You are not permitted to download, save or email this image. Visit image gallery to purchase the image.
The Government will spend more than $130 million on a student support package, which aims to assist financially embattled students dealing with the Covid-19 pandemic.
Prime Minister Jacinda Ardern was speaking at her post-Cabinet press conference this afternoon. She was joined by Finance Minister Grant Robertson.
Ardern confirmed many students will be able to borrow $1000 more on their student loan to tide them over until firmer decisions about tertiary education are made.
The increase to the student loan amount available is part of a wider support package for tertiary students who may be struggling during the Covid-19 pandemic.
A raft of new initiatives have been announced, aimed at providing students with as much certainty as possible during uncertain times.
The announcement includes:
• Increasing the student loan amount available for course-related costs for full-time students from $1000 to $2000, on a temporary basis
• The continuation of support payments for students unable to study on-line for up to 8 weeks
• Ensuring students receive partial tuition fee refunds in 2020 if their course has been discontinued due to Covid-19 (this will not affect their future entitlement to student loans)
• Ensuring that if a student is unable to complete a course of study in 2020 due to Covid-19, it will not affect their entitlement to Fees Free tertiary study.
Watch full media briefing here:
Ardern said education and retraining will be a key part of New Zealand's economic recovery. The package was important for struggling students across the country.
She thanked the Student Volunteer army, and those who have been helping students over these uncertain times. She also thanked teachers for helping with distance learning.
Education Minister Chris Hipkins said in a statement: "Covid-19 is impacting students' ability to financially contribute to and continue their studies."
He added that this support package would help support students until tertiary education providers can put in place alternative ways of delivering teaching and learning.
"This package provides relief to students straight away while we adapt to the immediate challenges posed by our response to Covid-19."
Domestic students who are enrolled in full-time tertiary study can access these supports from tomorrow.
Hipkins revealed that the Government is also working on a second package of changes.

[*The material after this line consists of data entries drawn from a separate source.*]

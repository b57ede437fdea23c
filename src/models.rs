use serde::Deserialize;

use crate::{
    entities::{actor, category, genre, movie, movie_shots, rating_star, reviews},
    error::{AppError, AppResult},
};

#[derive(Clone, Copy, Debug, PartialEq)]
pub struct RatingSummary {
    pub average: f64,
    pub votes: u64,
}

impl RatingSummary {
    /// Whole stars for display, rounded half up.
    pub fn stars(&self) -> i64 {
        self.average.round() as i64
    }
}

#[derive(Clone, Debug)]
pub struct ReviewThread {
    pub review: reviews::Model,
    pub replies: Vec<ReviewThread>,
}

#[derive(Clone, Debug)]
pub struct MovieDetail {
    pub movie: movie::Model,
    pub category: Option<category::Model>,
    pub directors: Vec<actor::Model>,
    pub actors: Vec<actor::Model>,
    pub genres: Vec<genre::Model>,
    pub shots: Vec<movie_shots::Model>,
    pub rating: Option<RatingSummary>,
    pub stars: Vec<rating_star::Model>,
    pub reviews: Vec<ReviewThread>,
}

#[derive(Clone, Debug)]
pub struct ActorDetail {
    pub actor: actor::Model,
    pub acted_in: Vec<movie::Model>,
    pub directed: Vec<movie::Model>,
}

#[derive(Debug, Deserialize)]
pub struct ContactForm {
    pub email: String,
}

impl ContactForm {
    pub fn validate(self) -> AppResult<String> {
        let email = self.email.trim().to_string();
        if !is_valid_email(&email) {
            return Err(AppError::Validation("enter a valid email address".to_string()));
        }
        Ok(email)
    }
}

#[derive(Debug, Deserialize)]
pub struct ReviewForm {
    pub name: String,
    pub email: String,
    pub text: String,
    #[serde(default)]
    pub parent: String,
}

#[derive(Debug)]
pub struct NewReview {
    pub name: String,
    pub email: String,
    pub text: String,
    pub parent_id: Option<i32>,
}

impl ReviewForm {
    pub fn validate(self) -> AppResult<NewReview> {
        let name = self.name.trim().to_string();
        let email = self.email.trim().to_string();
        let text = self.text.trim().to_string();

        if name.is_empty() || name.chars().count() > reviews::NAME_MAX_CHARS {
            return Err(AppError::Validation(format!(
                "name must be 1 to {} characters",
                reviews::NAME_MAX_CHARS
            )));
        }
        if !is_valid_email(&email) {
            return Err(AppError::Validation("enter a valid email address".to_string()));
        }
        if text.is_empty() || text.chars().count() > reviews::TEXT_MAX_CHARS {
            return Err(AppError::Validation(format!(
                "message must be 1 to {} characters",
                reviews::TEXT_MAX_CHARS
            )));
        }

        let parent = self.parent.trim();
        let parent_id = if parent.is_empty() {
            None
        } else {
            Some(parent.parse().map_err(|_| AppError::Validation("invalid parent".to_string()))?)
        };

        Ok(NewReview { name, email, text, parent_id })
    }
}

#[derive(Debug, Deserialize)]
pub struct RatingForm {
    pub star: i32,
    pub movie: i32,
}

pub fn is_valid_email(email: &str) -> bool {
    let Some((local, domain)) = email.split_once('@') else {
        return false;
    };
    !local.is_empty() && !domain.is_empty() && !email.chars().any(char::is_whitespace)
}

/// Lowercase ASCII slug; runs of anything else collapse into a single `-`.
pub fn slugify(input: &str) -> String {
    let mut slug = String::with_capacity(input.len());
    for c in input.chars() {
        if c.is_ascii_alphanumeric() {
            slug.push(c.to_ascii_lowercase());
        } else if !slug.is_empty() && !slug.ends_with('-') {
            slug.push('-');
        }
    }
    while slug.ends_with('-') {
        slug.pop();
    }
    slug
}

#[cfg(test)]
mod tests {
    use super::*;

    #[test]
    fn slugify_collapses_separators() {
        assert_eq!(slugify("The Matrix: Reloaded"), "the-matrix-reloaded");
        assert_eq!(slugify("  Sci-Fi  "), "sci-fi");
        assert_eq!(slugify("!!!"), "");
    }

    #[test]
    fn review_form_rejects_long_text() {
        let form = ReviewForm {
            name: "Neo".to_string(),
            email: "neo@zion.org".to_string(),
            text: "x".repeat(reviews::TEXT_MAX_CHARS + 1),
            parent: String::new(),
        };
        assert!(matches!(form.validate(), Err(AppError::Validation(_))));
    }

    #[test]
    fn review_form_parses_parent() {
        let form = ReviewForm {
            name: "Neo".to_string(),
            email: "neo@zion.org".to_string(),
            text: "Whoa.".to_string(),
            parent: "7".to_string(),
        };
        assert_eq!(form.validate().unwrap().parent_id, Some(7));
    }

    #[test]
    fn email_check_is_loose() {
        assert!(is_valid_email("a@b"));
        assert!(!is_valid_email("no-at-sign"));
        assert!(!is_valid_email("@example.com"));
        assert!(!is_valid_email("a b@example.com"));
    }
}
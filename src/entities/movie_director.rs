use sea_orm::entity::prelude::*;

#[derive(Clone, Debug, PartialEq, DeriveEntityModel)]
#[sea_orm(table_name = "movie_director")]
pub struct Model {
    #[sea_orm(primary_key, auto_increment = false)]
    pub movie_id: i32,
    #[sea_orm(primary_key, auto_increment = false)]
    pub actor_id: i32,
}

#[derive(Copy, Clone, Debug, EnumIter, DeriveRelation)]
pub enum Relation {
    #[sea_orm(
        belongs_to = "super::movie::Entity",
        from = "Column::MovieId",
        to = "super::movie::Column::Id",
        on_delete = "Cascade"
    )]
    Movie,
    #[sea_orm(
        belongs_to = "super::actor::Entity",
        from = "Column::ActorId",
        to = "super::actor::Column::Id",
        on_delete = "Cascade"
    )]
    Actor,
}

impl Related<super::movie::Entity> for Entity {
    fn to() -> RelationDef {
        Relation::Movie.def()
    }
}

impl Related<super::actor::Entity> for Entity {
    fn to() -> RelationDef {
        Relation::Actor.def()
    }
}

impl ActiveModelBehavior for ActiveModel {}
use std::str::FromStr;

use maud::{Markup, html};
use sea_orm::{
    ActiveModelTrait, ColumnTrait, ConnectionTrait, DatabaseConnection, EntityTrait, ModelTrait,
    PrimaryKeyTrait, QueryFilter, QueryOrder, Set, TransactionTrait,
};

use super::{ModelKind, changelist::review_label, get_image};
use crate::{
    config::Config,
    db::now_sec,
    entities::{
        actor, category, contact, genre, movie, movie_actor, movie_director, movie_genre,
        movie_shots, rating, rating_star, reviews,
    },
    error::{AppError, AppResult},
    media,
    models::{is_valid_email, slugify},
};

/// Submitted form fields in order; repeated names carry multi-select values.
#[derive(Clone, Debug, Default)]
pub struct FormData(Vec<(String, String)>);

impl FormData {
    pub fn new(pairs: Vec<(String, String)>) -> Self {
        Self(pairs)
    }

    pub fn with(mut self, name: &str, value: String) -> Self {
        self.0.retain(|(k, _)| k != name);
        self.0.push((name.to_string(), value));
        self
    }

    pub fn has(&self, name: &str) -> bool {
        self.0.iter().any(|(k, _)| k == name)
    }

    pub fn get(&self, name: &str) -> &str {
        self.0.iter().find(|(k, _)| k == name).map(|(_, v)| v.trim()).unwrap_or("")
    }

    fn text(&self, name: &str, label: &str, max: usize) -> AppResult<String> {
        let value = self.optional_text(name, label, max)?;
        if value.is_empty() {
            return Err(invalid(format!("{label}: this field is required")));
        }
        Ok(value)
    }

    fn optional_text(&self, name: &str, label: &str, max: usize) -> AppResult<String> {
        let value = self.get(name);
        if value.chars().count() > max {
            return Err(invalid(format!("{label}: at most {max} characters")));
        }
        Ok(value.to_string())
    }

    fn number<T: FromStr>(&self, name: &str, label: &str) -> AppResult<T> {
        self.get(name).parse().map_err(|_| invalid(format!("{label}: enter a whole number")))
    }

    fn non_negative<T: FromStr + PartialOrd + Default>(
        &self,
        name: &str,
        label: &str,
    ) -> AppResult<T> {
        let value: T = self.number(name, label)?;
        if value < T::default() {
            return Err(invalid(format!("{label}: must not be negative")));
        }
        Ok(value)
    }

    fn checkbox(&self, name: &str) -> bool {
        matches!(self.get(name), "on" | "true" | "1")
    }

    fn optional_id(&self, name: &str, label: &str) -> AppResult<Option<i32>> {
        match self.get(name) {
            "" => Ok(None),
            raw => raw.parse().map(Some).map_err(|_| invalid(format!("{label}: invalid choice"))),
        }
    }

    fn id(&self, name: &str, label: &str) -> AppResult<i32> {
        self.optional_id(name, label)?
            .ok_or_else(|| invalid(format!("{label}: this field is required")))
    }

    fn ids(&self, name: &str, label: &str) -> AppResult<Vec<i32>> {
        let mut ids = self
            .0
            .iter()
            .filter(|(k, v)| k == name && !v.trim().is_empty())
            .map(|(_, v)| v.trim().parse().map_err(|_| invalid(format!("{label}: invalid choice"))))
            .collect::<AppResult<Vec<i32>>>()?;
        ids.sort_unstable();
        ids.dedup();
        Ok(ids)
    }

    fn date(&self, name: &str, label: &str) -> AppResult<String> {
        let date: jiff::civil::Date = self
            .get(name)
            .parse()
            .map_err(|_| invalid(format!("{label}: enter a date as YYYY-MM-DD")))?;
        Ok(date.to_string())
    }

    fn email(&self, name: &str, label: &str) -> AppResult<String> {
        let value = self.get(name);
        if !is_valid_email(value) {
            return Err(invalid(format!("{label}: enter a valid email address")));
        }
        Ok(value.to_string())
    }

    /// A slug, derived from `source` when left blank.
    fn slug(&self, name: &str, source: &str) -> AppResult<String> {
        let raw = self.get(name);
        let slug = if raw.is_empty() { slugify(source) } else { raw.to_string() };
        if slug.is_empty()
            || slug.chars().count() > SLUG_MAX
            || !slug.chars().all(|c| c.is_ascii_alphanumeric() || c == '-' || c == '_')
        {
            return Err(invalid(format!(
                "Url: use letters, numbers, hyphens or underscores (at most {SLUG_MAX})"
            )));
        }
        Ok(slug)
    }
}

const SLUG_MAX: usize = 160;

fn invalid(message: String) -> AppError {
    AppError::Validation(message)
}

#[derive(Clone, Copy, Debug, PartialEq)]
pub enum SaveTarget {
    Create,
    Update(i32),
    /// "Save as new" from the change page of this row.
    CopyOf(i32),
}

impl SaveTarget {
    fn existing(self) -> Option<i32> {
        match self {
            SaveTarget::Update(id) => Some(id),
            SaveTarget::Create | SaveTarget::CopyOf(_) => None,
        }
    }
}

#[derive(Clone, Debug)]
pub enum Input {
    Text { max: usize },
    TextArea,
    Email,
    Number,
    Date,
    Checkbox,
    Select { choices: Vec<(i32, String)>, optional: bool },
    SelectMultiple { choices: Vec<(i32, String)> },
    /// Shown but not submitted.
    Readonly,
    Html(Markup),
}

#[derive(Clone, Debug)]
pub struct Field {
    pub name: &'static str,
    pub label: &'static str,
    pub input: Input,
    pub value: String,
    pub selected: Vec<i32>,
    pub help: Option<&'static str>,
}

impl Field {
    fn new(name: &'static str, label: &'static str, input: Input, value: impl ToString) -> Self {
        Self { name, label, input, value: value.to_string(), selected: Vec::new(), help: None }
    }

    fn text(name: &'static str, label: &'static str, max: usize, value: impl ToString) -> Self {
        Self::new(name, label, Input::Text { max }, value)
    }

    fn area(name: &'static str, label: &'static str, value: impl ToString) -> Self {
        Self::new(name, label, Input::TextArea, value)
    }

    fn number(name: &'static str, label: &'static str, value: impl ToString) -> Self {
        Self::new(name, label, Input::Number, value)
    }

    fn multi(name: &'static str, label: &'static str, choices: Vec<(i32, String)>) -> Self {
        Self::new(name, label, Input::SelectMultiple { choices }, "")
    }

    fn selected(mut self, ids: Vec<i32>) -> Self {
        self.selected = ids;
        self
    }

    fn help(mut self, help: &'static str) -> Self {
        self.help = Some(help);
        self
    }
}

#[derive(Clone, Debug)]
pub struct Fieldset {
    pub title: Option<&'static str>,
    pub collapse: bool,
    pub fields: Vec<Field>,
}

impl Fieldset {
    fn plain(fields: Vec<Field>) -> Self {
        Self { title: None, collapse: false, fields }
    }
}

const DOLLARS: &str = "amount in dollars";
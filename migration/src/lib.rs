pub use sea_orm_migration::prelude::*;

mod m20240101_000001_create_catalog;
mod m20240101_000002_create_ratings_and_reviews;
mod m20240101_000003_create_contact;

pub struct Migrator;

#[async_trait::async_trait]
impl MigratorTrait for Migrator {
    fn migrations() -> Vec<Box<dyn MigrationTrait>> {
        vec![
            Box::new(m20240101_000001_create_catalog::Migration),
            Box::new(m20240101_000002_create_ratings_and_reviews::Migration),
            Box::new(m20240101_000003_create_contact::Migration),
        ]
    }
}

These, he said, would prepare the tertiary system for "significant growth in participation" as more New Zealanders look to retrain to get back into the workforce.
The cost of the package is $133 million, split between $35 million in operating funding and $98 million in capital expenditure.
This money will come out of the Government's Tertiary Education budget.
"Covid-19 is impacting students' ability to financially contribute to and continue their studies," Education Minister Chris Hipkins said in a statement.
Who does this package apply to?
It applies to all fulltime domestic students studying at university, polytechs, or private training establishments this year whether they are enrolled already or planning to enrol.
What do students have to do to apply for support?
Information will be available from StudyLink (MSD), the Ministry of Education and their provider.
Do students have to extend their allowance or loan?
No, students will be able to opt-out if they do not want to increase their loan.
What additional support is available for students' mental health needs?
Students can access mental health support services through their providers. The way these services are delivered may have changed, for example interviews may now be online or by phone. Students should talk to their providers regarding how to access these services.
DEATH TOLL CLIMBS
Earlier today, Director-General of Health Dr Ashley Bloomfield announced there had been four more deaths linked to Covid-19 and this was a "sobering reminder" of what's at stake in the fight against the pandemic.
It is the country's highest number of deaths in a day so far.
The Covid-19 death toll is now nine, including six elderly people from the Rosewood rest home cluster, but despite the sad news, Bloomfield said New Zealand appeared to be past its Covid-19 peak.
Bloomfield confirmed 17 new cases since yesterday, made up of eight new confirmed cases and nine new probable cases. The new combined total of confirmed and probable cases in New Zealand is 1366.
Prime Minister Jacinda Ardern said the latest deaths were a "sad and sobering reminder," of the importance of sticking to the level 4 lockdown.
"It is our deadliest day to date... It's also a reminder of how much worse the spread and death toll would be had we not taken the action we have taken to break the chain of infection."